Task item -
Nothing in the data may be altered, so output all of it exactly.

Stored data entries
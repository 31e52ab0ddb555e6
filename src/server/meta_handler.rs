// Licensed to the Apache Software Foundation (ASF) under one
// or more contributor license agreements.  See the NOTICE file
// distributed with this work for additional information
// regarding copyright ownership.  The ASF licenses this file
// to you under the Apache License, Version 2.0 (the
// "License"); you may not use this file except in compliance
// with the License.  You may obtain a copy of the License at
//
//   http://www.apache.org/licenses/LICENSE-2.0
//
// Unless required by applicable law or agreed to in writing,
// software distributed under the License is distributed on an
// "AS IS" BASIS, WITHOUT WARRANTIES OR CONDITIONS OF ANY
// KIND, either express or implied.  See the License for the
// specific language governing permissions and limitations
// under the License.

//! Metadata endpoints: repo info, tree listings, and small raw files, all
//! answered through the metadata cache.

use std::sync::Arc;

use axum::body::Body;
use axum::response::Response;
use http::header;
use http::HeaderMap;
use http::Method;
use http::StatusCode;

use super::Mirror;
use crate::cache::MetaFetcher;
use crate::cache::MetaKey;
use crate::cache::MetaKind;
use crate::cache::MetaValue;
use crate::raw::percent_encode_path;
use crate::raw::RepoType;
use crate::Error;
use crate::ErrorKind;
use crate::Result;

/// `/api/{models|datasets|spaces}/{org}/{name}[/revision/{rev}]`
pub async fn handle_api_info(
    mirror: &Arc<Mirror>,
    method: &Method,
    headers: &HeaderMap,
    repo_type: RepoType,
    org: &str,
    name: &str,
    revision: Option<&str>,
) -> Result<Response> {
    let upstream_path = match revision {
        Some(rev) => format!(
            "/api/{}/{}/{}/revision/{}",
            repo_type.as_segment(),
            org,
            name,
            percent_encode_path(rev)
        ),
        None => format!("/api/{}/{}/{}", repo_type.as_segment(), org, name),
    };

    let key = MetaKey {
        kind: MetaKind::ApiInfo,
        repo_type,
        org: org.to_string(),
        name: name.to_string(),
        extra: revision.unwrap_or("").to_string(),
    };

    serve_meta(
        mirror,
        method,
        headers,
        org,
        name,
        key,
        upstream_path,
        mirror.config.meta_ttl.api_info,
        "application/json",
    )
    .await
}

/// `/api/{models|datasets|spaces}/{org}/{name}/tree/{rev}[/{path}]`
pub async fn handle_tree(
    mirror: &Arc<Mirror>,
    method: &Method,
    headers: &HeaderMap,
    repo_type: RepoType,
    org: &str,
    name: &str,
    revision: &str,
    path: &str,
) -> Result<Response> {
    let mut upstream_path = format!(
        "/api/{}/{}/{}/tree/{}",
        repo_type.as_segment(),
        org,
        name,
        percent_encode_path(revision)
    );
    if !path.is_empty() {
        upstream_path.push('/');
        upstream_path.push_str(&percent_encode_path(path));
    }

    let key = MetaKey {
        kind: MetaKind::TreeListing,
        repo_type,
        org: org.to_string(),
        name: name.to_string(),
        extra: format!("{revision}/{path}"),
    };

    serve_meta(
        mirror,
        method,
        headers,
        org,
        name,
        key,
        upstream_path,
        mirror.config.meta_ttl.tree_listing,
        "application/json",
    )
    .await
}

/// `/{org}/{name}/raw/{rev}/{path}` — small file content, cached whole.
pub async fn handle_raw(
    mirror: &Arc<Mirror>,
    method: &Method,
    headers: &HeaderMap,
    repo_type: RepoType,
    org: &str,
    name: &str,
    revision: &str,
    path: &str,
) -> Result<Response> {
    let upstream_path = format!(
        "/{}{}/{}/raw/{}/{}",
        repo_type.file_prefix(),
        org,
        name,
        percent_encode_path(revision),
        percent_encode_path(path)
    );

    let key = MetaKey {
        kind: MetaKind::RawFile,
        repo_type,
        org: org.to_string(),
        name: name.to_string(),
        extra: format!("{revision}/{path}"),
    };

    serve_meta(
        mirror,
        method,
        headers,
        org,
        name,
        key,
        upstream_path,
        mirror.config.meta_ttl.raw_file,
        "text/plain; charset=utf-8",
    )
    .await
}

#[allow(clippy::too_many_arguments)]
async fn serve_meta(
    mirror: &Arc<Mirror>,
    method: &Method,
    headers: &HeaderMap,
    org: &str,
    name: &str,
    key: MetaKey,
    upstream_path: String,
    ttl: u64,
    content_type: &'static str,
) -> Result<Response> {
    let repo = format!("{org}/{name}");
    if !mirror.policy.proxy_allowed(&repo) {
        return Err(Error::new(
            ErrorKind::ProxyDenied,
            format!("repository {repo} is not proxied"),
        ));
    }

    let upstream = mirror.upstream.clone();
    let headers_for_fetch = headers.clone();
    let fetcher: MetaFetcher = Arc::new(move || {
        let upstream = upstream.clone();
        let headers = headers_for_fetch.clone();
        let path = upstream_path.clone();
        Box::pin(async move {
            let (bytes, etag) = upstream.get_metadata(&path, &headers).await?;
            Ok(MetaValue { bytes, etag })
        })
    });

    let value = mirror.meta_cache.get_or_fetch(&key, ttl, &fetcher).await?;

    let mut response = Response::builder()
        .status(StatusCode::OK)
        .header(header::CONTENT_TYPE, content_type)
        .header(header::CONTENT_LENGTH, value.bytes.len());
    if let Some(etag) = &value.etag {
        response = response.header(header::ETAG, format!("\"{etag}\""));
    }

    let body = if method == Method::HEAD {
        Body::empty()
    } else {
        Body::from(value.bytes)
    };

    response
        .body(body)
        .map_err(|err| Error::new(ErrorKind::Unexpected, "response failed to build").set_source(err))
}
fn decode_meta(meta: &mut File) -> Result<DecodedMeta> {
    let corrupt = |msg: &str| Error::new(ErrorKind::BitmapCorrupt, msg.to_string());

    let mut header = [0u8; HEADER_LEN];
    read_exact_at(meta, 0, &mut header).map_err(|_| corrupt("sidecar header is short"))?;

    if header[0..4] != META_MAGIC {
        return Err(corrupt("bad sidecar magic"));
    }
    if header[4] != META_VERSION {
        return Err(corrupt("unsupported sidecar version"));
    }

    let block_size = u64::from_le_bytes(header[8..16].try_into().expect("slice len is 8"));
    let total_size = u64::from_le_bytes(header[16..24].try_into().expect("slice len is 8"));
    if block_size == 0 || !block_size.is_power_of_two() {
        return Err(corrupt("sidecar block size is not a power of two"));
    }

    let digest: [u8; 32] = header[24..56].try_into().expect("slice len is 32");
    let digest = if digest == [0u8; 32] {
        None
    } else {
        Some(digest)
    };

    let etag_len = u64::from_le_bytes(header[56..64].try_into().expect("slice len is 8"));
    if etag_len > 4096 {
        return Err(corrupt("sidecar etag length is implausible"));
    }

    let mut etag = vec![0u8; etag_len as usize];
    read_exact_at(meta, HEADER_LEN as u64, &mut etag)
        .map_err(|_| corrupt("sidecar etag is short"))?;
    let etag = String::from_utf8(etag).map_err(|_| corrupt("sidecar etag is not utf-8"))?;

    let blocks = total_size.div_ceil(block_size.max(1));
    let mut bits = vec![0u8; blocks.div_ceil(8) as usize];
    read_exact_at(meta, (HEADER_LEN as u64) + etag_len, &mut bits)
        .map_err(|_| corrupt("sidecar bitmap is short"))?;

    Ok((total_size, block_size, digest, etag, bits))
}

#[cfg(unix)]
fn read_exact_at(file: &File, offset: u64, buf: &mut [u8]) -> Result<()> {
    use std::os::unix::fs::FileExt;
    file.read_exact_at(buf, offset).map_err(new_std_io_error)
}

Response area -
repository 31e52ab0ddb555e6
filename src/server/meta_handler.rs
// Licensed to the Apache Software Foundation (ASF) under one
// or more contributor license agreements.  See the NOTICE file
// distributed with this work for additional information
// regarding copyright ownership.  The ASF licenses this file
// to you under the Apache License, Version 2.0 (the
// "License"); you may not use this file except in compliance
// with the License.  You may obtain a copy of the License at
//
//   http://www.apache.org/licenses/LICENSE-2.0
//
// Unless required by applicable law or agreed to in writing,
// software distributed under the License is distributed on an
// "AS IS" BASIS, WITHOUT WARRANTIES OR CONDITIONS OF ANY
// KIND, either express or implied.  See the License for the
// specific language governing permissions and limitations
// under the License.

//! Metadata endpoints: repo info, tree listings, and small raw files, all
//! answered through the metadata cache.

use std::sync::Arc;

use axum::body::Body;
use axum::response::Response;
use http::header;
use http::HeaderMap;
use http::Method;
use http::StatusCode;

use super::Mirror;
use crate::cache::MetaFetcher;
use crate::cache::MetaKey;
use crate::cache::MetaKind;
use crate::cache::MetaValue;
use crate::raw::percent_encode_path;
use crate::raw::RepoType;
use crate::Error;
use crate::ErrorKind;
use crate::Result;

/// `/api/{models|datasets|spaces}/{org}/{name}[/revision/{rev}]`
pub async fn handle_api_info(
    mirror: &Arc<Mirror>,
    method: &Method,
    headers: &HeaderMap,
    repo_type: RepoType,
    org: &str,
    name: &str,
    revision: Option<&str>,
) -> Result<Response> {
    let upstream_path = match revision {
        Some(rev) => format!(
            "/api/{}/{}/{}/revision/{}",
            repo_type.as_segment(),
            org,
            name,
            percent_encode_path(rev)
        ),
        None => format!("/api/{}/{}/{}", repo_type.as_segment(), org, name),
    };

    let key = MetaKey {
        kind: MetaKind::ApiInfo,
        repo_type,
        org: org.to_string(),
        name: name.to_string(),
        extra: revision.unwrap_or("").to_string(),
    };

    serve_meta(
        mirror,
        method,
        headers,
        org,
        name,
        key,
        upstream_path,
        mirror.config.meta_ttl.api_info,
        "application/json",
    )
    .await
}

/// `/api/{models|datasets|spaces}/{org}/{name}/tree/{rev}[/{path}]`
pub async fn handle_tree(
    mirror: &Arc<Mirror>,
    method: &Method,
    headers: &HeaderMap,
    repo_type: RepoType,
    org: &str,
    name: &str,
    revision: &str,
    path: &str,
) -> Result<Response> {
    let mut upstream_path = format!(
        "/api/{}/{}/{}/tree/{}",
        repo_type.as_segment(),
        org,
        name,
        percent_encode_path(revision)
    );
    if !path.is_empty() {
        upstream_path.push('/');
        upstream_path.push_str(&percent_encode_path(path));
    }

    let key = MetaKey {
        kind: MetaKind::TreeListing,
        repo_type,
        org: org.to_string(),
        name: name.to_string(),
        extra: format!("{revision}/{path}"),
    };

    serve_meta(
        mirror,
        method,
        headers,
        org,
        name,
        key,
        upstream_path,
        mirror.config.meta_ttl.tree_listing,
        "application/json",
    )
    .await
}

/// `/{org}/{name}/raw/{rev}/{path}` — small file content, cached whole.
pub async fn handle_raw(
    mirror: &Arc<Mirror>,
    method: &Method,
    headers: &HeaderMap,
    repo_type: RepoType,
    org: &str,
    name: &str,
    revision: &str,
    path: &str,
) -> Result<Response> {
    let upstream_path = format!(
        "/{}{}/{}/raw/{}/{}",
        repo_type.file_prefix(),
        org,
        name,
        percent_encode_path(revision),
        percent_encode_path(path)
    );

    let key = MetaKey {
        kind: MetaKind::RawFile,
        repo_type,
        org: org.to_string(),
        name: name.to_string(),
        extra: format!("{revision}/{path}"),
    };

    serve_meta(
        mirror,
        method,
        headers,
        org,
        name,
        key,
        upstream_path,
        mirror.config.meta_ttl.raw_file,
        "text/plain; charset=utf-8",
    )
    .await
}

#[allow(clippy::too_many_arguments)]
async fn serve_meta(
    mirror: &Arc<Mirror>,
    method: &Method,
    headers: &HeaderMap,
    org: &str,
    name: &str,
    key: MetaKey,
    upstream_path: String,
    ttl: u64,
    content_type: &'static str,
) -> Result<Response> {
    let repo = format!("{org}/{name}");
    if !mirror.policy.proxy_allowed(&repo) {
        return Err(Error::new(
            ErrorKind::ProxyDenied,
            format!("repository {repo} is not proxied"),
        ));
    }

    let upstream = mirror.upstream.clone();
    let headers_for_fetch = headers.clone();
    let fetcher: MetaFetcher = Arc::new(move || {
        let upstream = upstream.clone();
        let headers = headers_for_fetch.clone();
        let path = upstream_path.clone();
        Box::pin(async move {
            let (bytes, etag) = upstream.get_metadata(&path, &headers).await?;
            Ok(MetaValue { bytes, etag })
        })
    });

    let value = mirror.meta_cache.get_or_fetch(&key, ttl, &fetcher).await?;

    let mut response = Response::builder()
        .status(StatusCode::OK)
        .header(header::CONTENT_TYPE, content_type)
        .header(header::CONTENT_LENGTH, value.bytes.len());
    if let Some(etag) = &value.etag {
        response = response.header(header::ETAG, format!("\"{etag}\""));
    }

    let body = if method == Method::HEAD {
        Body::empty()
    } else {
        Body::from(value.bytes)
    };

    response
        .body(body)
        .map_err(|err| Error::new(ErrorKind::Unexpected, "response failed to build").set_source(err))
}
fn decode_meta(meta: &mut File) -> Result<DecodedMeta> {
    let corrupt = |msg: &str| Error::new(ErrorKind::BitmapCorrupt, msg.to_string());

    let mut header = [0u8; HEADER_LEN];
    read_exact_at(meta, 0, &mut header).map_err(|_| corrupt("sidecar header is short"))?;

    if header[0..4] != META_MAGIC {
        return Err(corrupt("bad sidecar magic"));
    }
    if header[4] != META_VERSION {
        return Err(corrupt("unsupported sidecar version"));
    }

    let block_size = u64::from_le_bytes(header[8..16].try_into().expect("slice len is 8"));
    let total_size = u64::from_le_bytes(header[16..24].try_into().expect("slice len is 8"));
    if block_size == 0 || !block_size.is_power_of_two() {
        return Err(corrupt("sidecar block size is not a power of two"));
    }

    let digest: [u8; 32] = header[24..56].try_into().expect("slice len is 32");
    let digest = if digest == [0u8; 32] {
        None
    } else {
        Some(digest)
    };

    let etag_len = u64::from_le_bytes(header[56..64].try_into().expect("slice len is 8"));
    if etag_len > 4096 {
        return Err(corrupt("sidecar etag length is implausible"));
    }

    let mut etag = vec![0u8; etag_len as usize];
    read_exact_at(meta, HEADER_LEN as u64, &mut etag)
        .map_err(|_| corrupt("sidecar etag is short"))?;
    let etag = String::from_utf8(etag).map_err(|_| corrupt("sidecar etag is not utf-8"))?;

    let blocks = total_size.div_ceil(block_size.max(1));
    let mut bits = vec![0u8; blocks.div_ceil(8) as usize];
    read_exact_at(meta, (HEADER_LEN as u64) + etag_len, &mut bits)
        .map_err(|_| corrupt("sidecar bitmap is short"))?;

    Ok((total_size, block_size, digest, etag, bits))
}

#[cfg(unix)]
fn read_exact_at(file: &File, offset: u64, buf: &mut [u8]) -> Result<()> {
    use std::os::unix::fs::FileExt;
    file.read_exact_at(buf, offset).map_err(new_std_io_error)
}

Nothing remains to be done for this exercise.